═══ Data ═══
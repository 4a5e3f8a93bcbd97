//! # Document Lifecycle
//!
//! ```text
//! Uploaded ──▶ Queued ──▶ Processing ──▶ Succeeded | Failed
//!    │           │                              │
//!    │           └──▶ Succeeded | Failed        │
//!    └──▶ Processing                            │
//!                ▲                              │
//!                └──── Queued ◀─────────────────┘ (reprocess)
//! ```
//!
//! Documents are never deleted. `Succeeded` is terminal; `Failed` only
//! leaves through a manual reprocess back to `Queued`.

use chrono::{DateTime, Utc};
use fiscal_core::{BranchId, DocumentId, OrganizationId, StateTransitionError, ValidationError};
use serde::{Deserialize, Serialize};
use thiserror::Error;

// ─── Document Type & Status ──────────────────────────────────────────

/// Kind of uploaded artifact.
#[derive(Debug, Clone, Copy, PartialEq, Eq, Hash, Serialize, Deserialize)]
#[serde(rename_all = "snake_case")]
pub enum DocumentType {
    /// Commercial invoice.
    Invoice,
    /// Bank statement.
    BankStatement,
    /// Transport manifest (feeds CT-e emission).
    TransportManifest,
}

/// Lifecycle status of a document.
#[derive(Debug, Clone, Copy, PartialEq, Eq, Hash, Serialize, Deserialize)]
#[serde(rename_all = "SCREAMING_SNAKE_CASE")]
pub enum DocumentStatus {
    /// Stored, nothing scheduled yet.
    Uploaded,
    /// A job is waiting for a worker.
    Queued,
    /// A worker is executing the job.
    Processing,
    /// Terminal success.
    Succeeded,
    /// Processing gave up. Can be reprocessed.
    Failed,
}

impl DocumentStatus {
    /// Whether `self → to` is an edge of the machine.
    pub fn can_transition_to(&self, to: DocumentStatus) -> bool {
        use DocumentStatus::*;
        matches!(
            (self, to),
            (Uploaded, Queued)
                | (Uploaded, Processing)
                | (Queued, Processing)
                | (Queued, Succeeded)
                | (Queued, Failed)
                | (Processing, Succeeded)
                | (Processing, Failed)
                | (Failed, Queued)
        )
    }

    /// Whether no edge leaves this status.
    pub fn is_terminal(&self) -> bool {
        matches!(self, Self::Succeeded)
    }
}

impl std::fmt::Display for DocumentStatus {
    fn fmt(&self, f: &mut std::fmt::Formatter<'_>) -> std::fmt::Result {
        let s = match self {
            Self::Uploaded => "UPLOADED",
            Self::Queued => "QUEUED",
            Self::Processing => "PROCESSING",
            Self::Succeeded => "SUCCEEDED",
            Self::Failed => "FAILED",
        };
        f.write_str(s)
    }
}

// ─── Errors ──────────────────────────────────────────────────────────

/// Errors from document construction and transitions.
#[derive(Error, Debug, Clone, PartialEq, Eq)]
pub enum DocumentError {
    /// The edge is not part of the machine.
    #[error(transparent)]
    Transition(#[from] StateTransitionError),

    /// Upload metadata is malformed.
    #[error(transparent)]
    Validation(#[from] ValidationError),
}

// ─── Transition Record ───────────────────────────────────────────────

/// One entry of a document's audit log.
#[derive(Debug, Clone, PartialEq, Eq, Serialize, Deserialize)]
pub struct DocumentTransitionRecord {
    /// Status before.
    pub from: DocumentStatus,
    /// Status after.
    pub to: DocumentStatus,
    /// When.
    pub at: DateTime<Utc>,
    /// Why.
    pub reason: String,
}

// ─── Document ────────────────────────────────────────────────────────

/// Upload metadata.
#[derive(Debug, Clone, PartialEq, Eq, Serialize, Deserialize)]
pub struct NewDocument {
    /// Tenant.
    pub organization: OrganizationId,
    /// Branch.
    pub branch: BranchId,
    /// Artifact kind.
    pub document_type: DocumentType,
    /// Original file name.
    pub file_name: String,
    /// MIME type.
    pub mime_type: String,
    /// Size in bytes.
    pub size_bytes: u64,
    /// Where the blob lives in object storage.
    pub storage_pointer: String,
}

/// An uploaded fiscal artifact and its lifecycle.
#[derive(Debug, Clone, PartialEq, Eq, Serialize, Deserialize)]
pub struct Document {
    /// Identifier.
    pub id: DocumentId,
    /// Tenant.
    pub organization: OrganizationId,
    /// Branch.
    pub branch: BranchId,
    /// Artifact kind.
    pub document_type: DocumentType,
    /// Original file name.
    pub file_name: String,
    /// MIME type.
    pub mime_type: String,
    /// Size in bytes.
    pub size_bytes: u64,
    /// Object storage pointer.
    pub storage_pointer: String,
    /// Current status.
    pub status: DocumentStatus,
    /// Upload instant.
    pub created_at: DateTime<Utc>,
    /// Last transition instant.
    pub updated_at: DateTime<Utc>,
    /// Ordered transition log.
    pub transitions: Vec<DocumentTransitionRecord>,
}

impl Document {
    /// Register an upload. The document starts in `Uploaded`.
    ///
    /// # Errors
    ///
    /// [`DocumentError::Validation`] when the file name, MIME type or
    /// storage pointer is blank.
    pub fn new(upload: NewDocument, now: DateTime<Utc>) -> Result<Self, DocumentError> {
        for (field, value) in [
            ("file_name", &upload.file_name),
            ("mime_type", &upload.mime_type),
            ("storage_pointer", &upload.storage_pointer),
        ] {
            if value.trim().is_empty() {
                return Err(ValidationError::MissingField(field).into());
            }
        }
        Ok(Self {
            id: DocumentId::new(),
            organization: upload.organization,
            branch: upload.branch,
            document_type: upload.document_type,
            file_name: upload.file_name,
            mime_type: upload.mime_type,
            size_bytes: upload.size_bytes,
            storage_pointer: upload.storage_pointer,
            status: DocumentStatus::Uploaded,
            created_at: now,
            updated_at: now,
            transitions: Vec::new(),
        })
    }

    /// A job was enqueued for the document (UPLOADED or FAILED → QUEUED).
    pub fn enqueue(&mut self, now: DateTime<Utc>, reason: &str) -> Result<(), DocumentError> {
        self.transition(DocumentStatus::Queued, now, reason)
    }

    /// A worker picked the document up (UPLOADED or QUEUED → PROCESSING).
    pub fn start_processing(&mut self, now: DateTime<Utc>) -> Result<(), DocumentError> {
        self.transition(DocumentStatus::Processing, now, "worker started processing")
    }

    /// Terminal success.
    pub fn succeed(&mut self, now: DateTime<Utc>) -> Result<(), DocumentError> {
        self.transition(DocumentStatus::Succeeded, now, "job succeeded")
    }

    /// Processing gave up.
    pub fn fail(&mut self, now: DateTime<Utc>, reason: &str) -> Result<(), DocumentError> {
        self.transition(DocumentStatus::Failed, now, reason)
    }

    /// Apply any permitted edge.
    ///
    /// # Errors
    ///
    /// [`StateTransitionError::InvalidStatusTransition`] when `to` is not
    /// reachable from the current status. The document is left unchanged.
    pub fn transition(
        &mut self,
        to: DocumentStatus,
        now: DateTime<Utc>,
        reason: &str,
    ) -> Result<(), DocumentError> {
        if !self.status.can_transition_to(to) {
            return Err(StateTransitionError::InvalidStatusTransition {
                entity: "document",
                id: self.id.to_string(),
                from: self.status.to_string(),
                to: to.to_string(),
            }
            .into());
        }
        self.transitions.push(DocumentTransitionRecord {
            from: self.status,
            to,
            at: now,
            reason: reason.to_string(),
        });
        self.status = to;
        self.updated_at = now;
        Ok(())
    }
}

// ─── Tests ───────────────────────────────────────────────────────────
═══
Copy out the full listing so that each line matches exactly.

* _Completed task_:
repository 4a5e3f8a93bcbd97
//! # Document Lifecycle
//!
//! ```text
//! Uploaded ──▶ Queued ──▶ Processing ──▶ Succeeded | Failed
//!    │           │                              │
//!    │           └──▶ Succeeded | Failed        │
//!    └──▶ Processing                            │
//!                ▲                              │
//!                └──── Queued ◀─────────────────┘ (reprocess)
//! ```
//!
//! Documents are never deleted. `Succeeded` is terminal; `Failed` only
//! leaves through a manual reprocess back to `Queued`.

use chrono::{DateTime, Utc};
use fiscal_core::{BranchId, DocumentId, OrganizationId, StateTransitionError, ValidationError};
use serde::{Deserialize, Serialize};
use thiserror::Error;

// ─── Document Type & Status ──────────────────────────────────────────

/// Kind of uploaded artifact.
#[derive(Debug, Clone, Copy, PartialEq, Eq, Hash, Serialize, Deserialize)]
#[serde(rename_all = "snake_case")]
pub enum DocumentType {
    /// Commercial invoice.
    Invoice,
    /// Bank statement.
    BankStatement,
    /// Transport manifest (feeds CT-e emission).
    TransportManifest,
}

/// Lifecycle status of a document.
#[derive(Debug, Clone, Copy, PartialEq, Eq, Hash, Serialize, Deserialize)]
#[serde(rename_all = "SCREAMING_SNAKE_CASE")]
pub enum DocumentStatus {
    /// Stored, nothing scheduled yet.
    Uploaded,
    /// A job is waiting for a worker.
    Queued,
    /// A worker is executing the job.
    Processing,
    /// Terminal success.
    Succeeded,
    /// Processing gave up. Can be reprocessed.
    Failed,
}

impl DocumentStatus {
    /// Whether `self → to` is an edge of the machine.
    pub fn can_transition_to(&self, to: DocumentStatus) -> bool {
        use DocumentStatus::*;
        matches!(
            (self, to),
            (Uploaded, Queued)
                | (Uploaded, Processing)
                | (Queued, Processing)
                | (Queued, Succeeded)
                | (Queued, Failed)
                | (Processing, Succeeded)
                | (Processing, Failed)
                | (Failed, Queued)
        )
    }

    /// Whether no edge leaves this status.
    pub fn is_terminal(&self) -> bool {
        matches!(self, Self::Succeeded)
    }
}

impl std::fmt::Display for DocumentStatus {
    fn fmt(&self, f: &mut std::fmt::Formatter<'_>) -> std::fmt::Result {
        let s = match self {
            Self::Uploaded => "UPLOADED",
            Self::Queued => "QUEUED",
            Self::Processing => "PROCESSING",
            Self::Succeeded => "SUCCEEDED",
            Self::Failed => "FAILED",
        };
        f.write_str(s)
    }
}

// ─── Errors ──────────────────────────────────────────────────────────

/// Errors from document construction and transitions.
#[derive(Error, Debug, Clone, PartialEq, Eq)]
pub enum DocumentError {
    /// The edge is not part of the machine.
    #[error(transparent)]
    Transition(#[from] StateTransitionError),

    /// Upload metadata is malformed.
    #[error(transparent)]
    Validation(#[from] ValidationError),
}

// ─── Transition Record ───────────────────────────────────────────────

/// One entry of a document's audit log.
#[derive(Debug, Clone, PartialEq, Eq, Serialize, Deserialize)]
pub struct DocumentTransitionRecord {
    /// Status before.
    pub from: DocumentStatus,
    /// Status after.
    pub to: DocumentStatus,
    /// When.
    pub at: DateTime<Utc>,
    /// Why.
    pub reason: String,
}

// ─── Document ────────────────────────────────────────────────────────

/// Upload metadata.
#[derive(Debug, Clone, PartialEq, Eq, Serialize, Deserialize)]
pub struct NewDocument {
    /// Tenant.
    pub organization: OrganizationId,
    /// Branch.
    pub branch: BranchId,
    /// Artifact kind.
    pub document_type: DocumentType,
    /// Original file name.
    pub file_name: String,
    /// MIME type.
    pub mime_type: String,
    /// Size in bytes.
    pub size_bytes: u64,
    /// Where the blob lives in object storage.
    pub storage_pointer: String,
}

/// An uploaded fiscal artifact and its lifecycle.
#[derive(Debug, Clone, PartialEq, Eq, Serialize, Deserialize)]
pub struct Document {
    /// Identifier.
    pub id: DocumentId,
    /// Tenant.
    pub organization: OrganizationId,
    /// Branch.
    pub branch: BranchId,
    /// Artifact kind.
    pub document_type: DocumentType,
    /// Original file name.
    pub file_name: String,
    /// MIME type.
    pub mime_type: String,
    /// Size in bytes.
    pub size_bytes: u64,
    /// Object storage pointer.
    pub storage_pointer: String,
    /// Current status.
    pub status: DocumentStatus,
    /// Upload instant.
    pub created_at: DateTime<Utc>,
    /// Last transition instant.
    pub updated_at: DateTime<Utc>,
    /// Ordered transition log.
    pub transitions: Vec<DocumentTransitionRecord>,
}

impl Document {
    /// Register an upload. The document starts in `Uploaded`.
    ///
    /// # Errors
    ///
    /// [`DocumentError::Validation`] when the file name, MIME type or
    /// storage pointer is blank.
    pub fn new(upload: NewDocument, now: DateTime<Utc>) -> Result<Self, DocumentError> {
        for (field, value) in [
            ("file_name", &upload.file_name),
            ("mime_type", &upload.mime_type),
            ("storage_pointer", &upload.storage_pointer),
        ] {
            if value.trim().is_empty() {
                return Err(ValidationError::MissingField(field).into());
            }
        }
        Ok(Self {
            id: DocumentId::new(),
            organization: upload.organization,
            branch: upload.branch,
            document_type: upload.document_type,
            file_name: upload.file_name,
            mime_type: upload.mime_type,
            size_bytes: upload.size_bytes,
            storage_pointer: upload.storage_pointer,
            status: DocumentStatus::Uploaded,
            created_at: now,
            updated_at: now,
            transitions: Vec::new(),
        })
    }

    /// A job was enqueued for the document (UPLOADED or FAILED → QUEUED).
    pub fn enqueue(&mut self, now: DateTime<Utc>, reason: &str) -> Result<(), DocumentError> {
        self.transition(DocumentStatus::Queued, now, reason)
    }

    /// A worker picked the document up (UPLOADED or QUEUED → PROCESSING).
    pub fn start_processing(&mut self, now: DateTime<Utc>) -> Result<(), DocumentError> {
        self.transition(DocumentStatus::Processing, now, "worker started processing")
    }

    /// Terminal success.
    pub fn succeed(&mut self, now: DateTime<Utc>) -> Result<(), DocumentError> {
        self.transition(DocumentStatus::Succeeded, now, "job succeeded")
    }

    /// Processing gave up.
    pub fn fail(&mut self, now: DateTime<Utc>, reason: &str) -> Result<(), DocumentError> {
        self.transition(DocumentStatus::Failed, now, reason)
    }

    /// Apply any permitted edge.
    ///
    /// # Errors
    ///
    /// [`StateTransitionError::InvalidStatusTransition`] when `to` is not
    /// reachable from the current status. The document is left unchanged.
    pub fn transition(
        &mut self,
        to: DocumentStatus,
        now: DateTime<Utc>,
        reason: &str,
    ) -> Result<(), DocumentError> {
        if !self.status.can_transition_to(to) {
            return Err(StateTransitionError::InvalidStatusTransition {
                entity: "document",
                id: self.id.to_string(),
                from: self.status.to_string(),
                to: to.to_string(),
            }
            .into());
        }
        self.transitions.push(DocumentTransitionRecord {
            from: self.status,
            to,
            at: now,
            reason: reason.to_string(),
        });
        self.status = to;
        self.updated_at = now;
        Ok(())
    }
}

// ─── Tests ───────────────────────────────────────────────────────────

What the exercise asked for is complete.